_DATA PROVIDED_.
BEGIN

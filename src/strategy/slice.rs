//! Element Slice Parser
//!
//! Scans a document for every occurrence of one qualified element name and
//! converts each occurrence, in end-tag order, into a single-entry
//! `OrderedMultiMap`. Only the subtree of the occurrence being built is held
//! in memory; everything outside a match is tracked by the reader's depth.

use crate::convert::{Converter, ElementConverter};
use crate::core::QName;
use crate::dom::Element;
use crate::error::{Error, Result, SliceError};
use crate::map::OrderedMultiMap;
use crate::options::Options;
use crate::reader::{EventReader, XmlEvent};
use std::fs::File;
use std::io::{BufRead, BufReader, Read};
use std::path::Path;
use tracing::{debug, error, trace};

/// Pull-style iterator over the converted slices of one document.
///
/// Dropping it abandons the scan. After an error the iterator is fused.
pub struct Slices<R: BufRead, C: Converter = ElementConverter> {
    events: EventReader<R>,
    target: QName,
    converter: C,
    include_namespace: bool,
    /// Open elements from the outermost match down to the current element
    stack: Vec<OpenElement>,
    done: bool,
}

/// Element under construction
struct OpenElement {
    element: Element,
    /// A child node was seen; later character data is tail text
    text_closed: bool,
}

impl<R: BufRead> Slices<R, ElementConverter> {
    /// Create a slice iterator with the default converter
    pub fn new(source: R, target: QName, options: &Options) -> Self {
        Self::with_converter(source, target, options, ElementConverter)
    }
}

impl<R: BufRead, C: Converter> Slices<R, C> {
    /// Create a slice iterator with a custom converter hook
    pub fn with_converter(source: R, target: QName, options: &Options, converter: C) -> Self {
        Slices {
            events: EventReader::new(source).with_max_depth(options.max_depth),
            target,
            converter,
            include_namespace: options.include_namespace,
            stack: Vec::new(),
            done: false,
        }
    }

    /// Target element name
    pub fn target(&self) -> &QName {
        &self.target
    }

    fn advance(&mut self) -> Result<Option<OrderedMultiMap>> {
        while let Some(event) = self.events.next_event()? {
            match event {
                XmlEvent::Start(start) => {
                    if let Some(parent) = self.stack.last_mut() {
                        parent.text_closed = true;
                    } else if start.name != self.target {
                        continue;
                    }
                    self.stack.push(OpenElement {
                        element: start.into_element(),
                        text_closed: false,
                    });
                }

                XmlEvent::Text(text) => {
                    if let Some(current) = self.stack.last_mut().filter(|open| !open.text_closed) {
                        current.element.text.push_str(&text);
                    }
                }

                XmlEvent::Markup => {
                    if let Some(current) = self.stack.last_mut() {
                        current.text_closed = true;
                    }
                }

                XmlEvent::End(_) => {
                    // Outside any match the stack is empty and ends are skipped.
                    let Some(OpenElement { element, .. }) = self.stack.pop() else {
                        continue;
                    };

                    let fragment = if element.name == self.target {
                        Some(self.convert(&element)?)
                    } else {
                        None
                    };

                    // Nested matches stay part of the enclosing match.
                    if let Some(parent) = self.stack.last_mut() {
                        parent.element.children.push(element);
                    }

                    if fragment.is_some() {
                        return Ok(fragment);
                    }
                }
            }
        }
        Ok(None)
    }

    fn convert(&self, element: &Element) -> Result<OrderedMultiMap> {
        let mut doc = OrderedMultiMap::new();
        self.converter.convert(element, &mut doc, self.include_namespace);

        if doc.len() != 1 {
            let callback = std::any::type_name::<C>();
            error!(callback, keys = doc.len(), target = %self.target, "converter is not usable");
            return Err(Error::CallbackMisuse {
                callback,
                keys: doc.len(),
            });
        }
        Ok(doc)
    }
}

impl<R: BufRead, C: Converter> Iterator for Slices<R, C> {
    type Item = Result<OrderedMultiMap>;

    fn next(&mut self) -> Option<Self::Item> {
        if self.done {
            return None;
        }
        match self.advance() {
            Ok(Some(fragment)) => Some(Ok(fragment)),
            Ok(None) => {
                self.done = true;
                None
            }
            Err(err) => {
                self.done = true;
                Some(Err(err))
            }
        }
    }
}

/// Deliver every `target` element in `source` to `callback`, in document
/// order, and return how many were delivered.
///
/// `target` is `{uri}local` or `local`. A callback error stops the scan and
/// is returned unchanged as `SliceError::Callback`.
pub fn parse_element<R, F, E>(
    source: R,
    target: &str,
    options: &Options,
    callback: F,
) -> std::result::Result<usize, SliceError<E>>
where
    R: Read,
    F: FnMut(OrderedMultiMap) -> std::result::Result<(), E>,
{
    parse_element_with(source, target, options, ElementConverter, callback)
}

/// `parse_element` with a custom converter hook.
pub fn parse_element_with<R, C, F, E>(
    source: R,
    target: &str,
    options: &Options,
    converter: C,
    mut callback: F,
) -> std::result::Result<usize, SliceError<E>>
where
    R: Read,
    C: Converter,
    F: FnMut(OrderedMultiMap) -> std::result::Result<(), E>,
{
    let target = QName::parse(target)?;
    debug!(target = %target, "slicing document");

    let source = BufReader::with_capacity(options.buffer_size, source);
    let mut slices = Slices::with_converter(source, target, options, converter);

    let mut count = 0;
    for fragment in &mut slices {
        callback(fragment?).map_err(SliceError::Callback)?;
        count += 1;
        trace!(count, "delivered slice");
    }

    debug!(target = %slices.target(), count, "slicing finished");
    Ok(count)
}

/// `parse_element` over the file at `path`.
pub fn parse_element_file<F, E>(
    path: impl AsRef<Path>,
    target: &str,
    options: &Options,
    callback: F,
) -> std::result::Result<usize, SliceError<E>>
where
    F: FnMut(OrderedMultiMap) -> std::result::Result<(), E>,
{
    let file = File::open(path.as_ref()).map_err(Error::from)?;
    parse_element(file, target, options, callback)
}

END

_PROBLEM TO SOLVE_. Show, from the entries above, every line that includes the string "impl".

_OUTPUT BELOW_.
impl<R: BufRead> Slices<R, ElementConverter> {
impl<R: BufRead, C: Converter> Slices<R, C> {
impl<R: BufRead, C: Converter> Iterator for Slices<R, C> {
    path: impl AsRef<Path>,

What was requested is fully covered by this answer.